A Colombo proteste contro il carovita, Rajapaksa nomina un nuovo gabinetto
di Melani Manel Perera

Il presidente ha incaricato 17 nuovi ministri nel tentativo di calmare i manifestanti. Ieri sono inziati i colloqui con il Fondo monetario internazionale per cercare di alleviare la crisi finanziaria. Il cardinale Ranjith: "Invitiamo l'attuale leadership a dimettersi".


Colombo (AsiaNews) – Il presidente dello Sri Lanka Gotabaya Rajapaksa ha nominato 17 nuovi ministri nel tentativo di placare le proteste della popolazione contro il carovita. L’opposizione e i manifestanti da settimane chiedono le dimissioni del capo dello Stato. In concomitanza sono iniziati i negoziati con il Fondo monetario internazionale per cercare di alleviare una delle peggiori crisi economico-finanziarie che il Paese abbia mai avuto.

“È responsabilità dei governanti ascoltare la voce del popolo. I politici non sono i proprietari del Paese” ha affermato il card. Malcolm Ranjith, arcivescovo di Colombo, “ma solo i custodi temporanei”.

Da inizio mese gruppi di manifestanti protestano chiedendo le dimissioni del governo con lo slogan “Gota go home”: mentre il gabinetto si è dimesso, Rajapaksa si è rifiutato di lasciare l’incarico. L’opposizione, che non ha voluto partecipare alla formazione di un governo di unità proposto dal presidente, sostiene i manifestanti, affermando che Gotabaya Rajapaksa debba andarsene perché ha perso il sostegno popolare.

Nel tentativo di fermare le richieste di dimissioni, i fratelli Rajapaksa (Mahinda è l’attuale primo ministro ed ex presidente, a sua volta e si è rifiutato di lasciare l’incarico) si sono offerti anche di ridurre i poteri del presidente modificando la Costituzione.

Le proteste pacifiche della capitale Colombo, che hanno attirato migliaia di persone, sono state definite delle “feste in spiaggia” dai media vicini al governo. La stampa statale ha inoltre insinuato che fossero finanziate da organizzazioni terroristiche.
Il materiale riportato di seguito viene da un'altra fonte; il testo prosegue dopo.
use thiserror::Error;

/// Errors that can occur during capture and recording operations.
#[derive(Debug, Error, Clone, PartialEq, Eq)]
pub enum CaptureError {
    #[error("permission denied")]
    PermissionDenied,

    #[error("device not available")]
    DeviceNotAvailable,

    #[error("configuration failed: {0}")]
    ConfigurationFailed(String),

    #[error("writer creation failed: {0}")]
    WriterCreationFailed(String),

    #[error("append failed: {0}")]
    AppendFailed(String),

    #[error("storage error: {0}")]
    StorageError(String),

    #[error("save failed: {0}")]
    SaveFailed(String),

    #[error("unknown error: {0}")]
    Unknown(String),
}
use std::fs::{self, File};
use std::io::{BufReader, BufWriter, Read, Write};
use std::path::{Path, PathBuf};

use sha2::{Digest, Sha256};

use crate::models::device::WriterSettings;
use crate::models::error::CaptureError;
use crate::models::media::{MediaTime, PixelBuffer, PixelFormat};
use crate::traits::movie_writer::{MovieWriter, MovieWriterFactory};

/// Magic bytes at the start of every movie file.
pub const MOVIE_MAGIC: &[u8; 8] = b"VCKMOV01";

/// Size of the fixed part of a frame record, before the pixel bytes.
pub const FRAME_RECORD_HEADER_SIZE: usize = 8 + 4 + 4 + 4 + 1 + 4;

/// Streaming movie writer that stores raw frames in a framed container.
///
/// No encoding happens here; the container just keeps frames in
/// presentation order together with the settings the file was opened with.
///
/// ## File Format
///
/// ```text
/// [8-byte magic "VCKMOV01"]
/// [4-byte LE settings length | settings JSON]
/// [Frame 1: i64 pts value | i32 timescale | u32 width | u32 height | u8 format | u32 len | bytes]
/// [Frame 2: ...]
/// ```
///
/// All integers are little-endian.
pub struct FileMovieWriter {
    file_path: PathBuf,
    settings: WriterSettings,
    file: Option<BufWriter<File>>,
    session_start: Option<MediaTime>,
    finished: bool,
    frames_written: u64,
    total_bytes_written: u64,
}

impl FileMovieWriter {
    /// Create the file and write the container header.
    pub fn create(file_path: PathBuf, settings: WriterSettings) -> Result<Self, CaptureError> {
        if let Some(parent) = file_path.parent() {
            fs::create_dir_all(parent)
                .map_err(|e| CaptureError::WriterCreationFailed(format!("failed to create directory: {}", e)))?;
        }

        let file = File::create(&file_path)
            .map_err(|e| CaptureError::WriterCreationFailed(format!("failed to create file: {}", e)))?;

        let mut writer = Self {
            file_path,
            settings,
            file: Some(BufWriter::new(file)),
            session_start: None,
            finished: false,
            frames_written: 0,
            total_bytes_written: 0,
        };

        let header = serde_json::to_vec(&writer.settings)
            .map_err(|e| CaptureError::WriterCreationFailed(format!("failed to encode settings: {}", e)))?;
        writer
            .write_raw(MOVIE_MAGIC)
            .and_then(|_| writer.write_raw(&(header.len() as u32).to_le_bytes()))
            .and_then(|_| writer.write_raw(&header))
            .map_err(|e| CaptureError::WriterCreationFailed(e.to_string()))?;

        Ok(writer)
    }

    pub fn frames_written(&self) -> u64 {
        self.frames_written
    }

    /// Total bytes written so far (including the container header).
    pub fn bytes_written(&self) -> u64 {
        self.total_bytes_written
    }

    fn write_raw(&mut self, data: &[u8]) -> Result<(), CaptureError> {
        let file = self
            .file
            .as_mut()
            .ok_or_else(|| CaptureError::StorageError("file is not open".into()))?;
        file.write_all(data)
            .map_err(|e| CaptureError::StorageError(format!("write failed: {}", e)))?;
        self.total_bytes_written += data.len() as u64;
        Ok(())
    }
}

impl MovieWriter for FileMovieWriter {
    fn start_session(&mut self, at: MediaTime) -> Result<(), CaptureError> {
        if self.file.is_none() {
            return Err(CaptureError::StorageError("file is not open".into()));
        }
        self.session_start = Some(at);
        Ok(())
    }

    fn is_ready_for_more_media_data(&self) -> bool {
        self.file.is_some() && self.session_start.is_some() && !self.finished
    }

    fn append(&mut self, buffer: &PixelBuffer, presentation_time: MediaTime) -> Result<(), CaptureError> {
        if self.finished {
            return Err(CaptureError::AppendFailed("input is marked as finished".into()));
        }
        if self.session_start.is_none() {
            return Err(CaptureError::AppendFailed("writer session has not started".into()));
        }

        let mut record = Vec::with_capacity(FRAME_RECORD_HEADER_SIZE + buffer.len());
        record.extend_from_slice(&presentation_time.value.to_le_bytes());
        record.extend_from_slice(&presentation_time.timescale.to_le_bytes());
        record.extend_from_slice(&buffer.width.to_le_bytes());
        record.extend_from_slice(&buffer.height.to_le_bytes());
        record.push(buffer.format.code());
        record.extend_from_slice(&(buffer.len() as u32).to_le_bytes());
        record.extend_from_slice(&buffer.data);

        self.write_raw(&record)
            .map_err(|e| CaptureError::AppendFailed(e.to_string()))?;
        self.frames_written += 1;
        Ok(())
    }

    fn mark_as_finished(&mut self) {
        self.finished = true;
    }

    fn finish_writing(&mut self) -> Result<PathBuf, CaptureError> {
        let mut file = self
            .file
            .take()
            .ok_or_else(|| CaptureError::StorageError("file is not open".into()))?;
        file.flush().map_err(|e| CaptureError::StorageError(e.to_string()))?;
        let file = file
            .into_inner()
            .map_err(|e| CaptureError::StorageError(e.to_string()))?;
        file.sync_all().map_err(|e| CaptureError::StorageError(e.to_string()))?;
        self.finished = true;

        log::info!(
            "Finished writing {} ({} frames, {} bytes)",
            self.file_path.display(),
            self.frames_written,
            self.total_bytes_written
        );
        Ok(self.file_path.clone())
    }
}

/// Factory for `FileMovieWriter`.
#[derive(Debug, Clone, Copy, Default)]
pub struct FileMovieWriterFactory;

impl MovieWriterFactory for FileMovieWriterFactory {
    fn create(&self, path: &Path, settings: &WriterSettings) -> Result<Box<dyn MovieWriter>, CaptureError> {
        Ok(Box::new(FileMovieWriter::create(path.to_path_buf(), settings.clone())?))
    }
}

/// One frame read back from a movie file.
#[derive(Debug, Clone, PartialEq)]
pub struct FrameRecord {
    pub presentation_time: MediaTime,
    pub buffer: PixelBuffer,
}

/// Read a movie file written by `FileMovieWriter`.
pub fn read_movie_file(path: &Path) -> Result<(WriterSettings, Vec<FrameRecord>), CaptureError> {
    let file = File::open(path).map_err(|e| CaptureError::StorageError(format!("failed to open movie: {}", e)))?;
    let mut reader = BufReader::new(file);

    let mut magic = [0u8; 8];
    read_exact(&mut reader, &mut magic)?;
    if &magic != MOVIE_MAGIC {
        return Err(CaptureError::StorageError("not a movie file".into()));
    }

    let header_len = u32::from_le_bytes(read_array(&mut reader)?) as usize;
    let mut header = vec![0u8; header_len];
    read_exact(&mut reader, &mut header)?;
    let settings: WriterSettings = serde_json::from_slice(&header)
        .map_err(|e| CaptureError::StorageError(format!("failed to parse settings: {}", e)))?;

    let mut frames = Vec::new();
    loop {
        let mut value = [0u8; 8];
        match reader.read(&mut value[..1]) {
            Ok(0) => break,
            Ok(_) => {}
            Err(e) => return Err(CaptureError::StorageError(e.to_string())),
        }
        read_exact(&mut reader, &mut value[1..])?;

        let timescale = i32::from_le_bytes(read_array(&mut reader)?);
        let width = u32::from_le_bytes(read_array(&mut reader)?);
        let height = u32::from_le_bytes(read_array(&mut reader)?);
        let [format_code] = read_array::<1>(&mut reader)?;
        let len = u32::from_le_bytes(read_array(&mut reader)?) as usize;
        let mut data = vec![0u8; len];
        read_exact(&mut reader, &mut data)?;

        let format = match format_code {
            0 => PixelFormat::Nv12FullRange,
            1 => PixelFormat::Nv12VideoRange,
            2 => PixelFormat::Bgra,
            other => return Err(CaptureError::StorageError(format!("unknown pixel format: {}", other))),
        };

        frames.push(FrameRecord {
            presentation_time: MediaTime::new(i64::from_le_bytes(value), timescale),
            buffer: PixelBuffer::new(width, height, format, data),
        });
    }

    Ok((settings, frames))
}

/// Compute SHA-256 hex digest of a file.
pub fn sha256_file(path: &Path) -> Result<String, CaptureError> {
    let data =
        fs::read(path).map_err(|e| CaptureError::StorageError(format!("failed to read file for checksum: {}", e)))?;
    let digest = Sha256::digest(&data);
    Ok(hex_encode(&digest))
}

fn hex_encode(bytes: &[u8]) -> String {
    bytes.iter().map(|b| format!("{:02x}", b)).collect()
}

fn read_exact(reader: &mut impl Read, buf: &mut [u8]) -> Result<(), CaptureError> {
    reader
        .read_exact(buf)
        .map_err(|e| CaptureError::StorageError(format!("truncated movie file: {}", e)))
}

fn read_array<const N: usize>(reader: &mut impl Read) -> Result<[u8; N], CaptureError> {
    let mut buf = [0u8; N];
    read_exact(reader, &mut buf)?;
    Ok(buf)
}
“Cambiare il gabinetto è come cambiare un cuscino per un mal di testa. La malattia deve essere curata” ha spiegato il card. Ranjith in conferenza stampa. “Se l'attuale leadership continua, la invitiamo a dimettersi. Questa è la voce della gente comune in questo Paese”. Quella dei manifestanti “è una lotta molto giusta”, ha aggiunto il porporato, “e rendiamo omaggio ai giovani che si sono fatti avanti e hanno fatto vari sacrifici per questo”.

“Se il governo o coloro che sono al potere cercano di sopprimere o sabotare questo movimento di protesta in qualsiasi modo, lo considereremo un attacco ai cittadini dell'intero Paese".

Il card. Ranjith ha inoltre affermato che l'uso della forza e la repressione armata da parte di coloro che lottano è antidemocratica e immorale: "Tutto quello che bisogna fare è ascoltare la voce del popolo e fare in modo che la legge prevalga sull'autorità politica".

Nel frattempo ieri a Washington sono iniziati i colloqui con il Fmi, che valuterà la possibilità di fornire una rapida assistenza finanziaria alla nazione insulare, ha fatto sapere il ministro delle Finanze Ali Sabry. L’istituto di credito non era propenso a concedere il prestito, ma valuterà le garanzie presentate dal governo indiano. Colombo ha bisogno di almeno 3 miliardi di dollari, che sta cercando di ottenere dal Fmi, dalla Banca mondiale e da altre nazioni come l’India e la Cina.

Al Fmi lo Sri Lanka ha presentato la richiesta per un finanziamento rapido (Rfi), solitamente concesso a Paesi con esigenze “urgenti” per forti aumenti dei prezzi delle materie prime, disastri naturali o conflitti. Le riserve di valuta estera dello Sri Lanka, ormai prosciugate, impediscono al Paese di comprare carburante, medicinali e altri beni di prima necessità.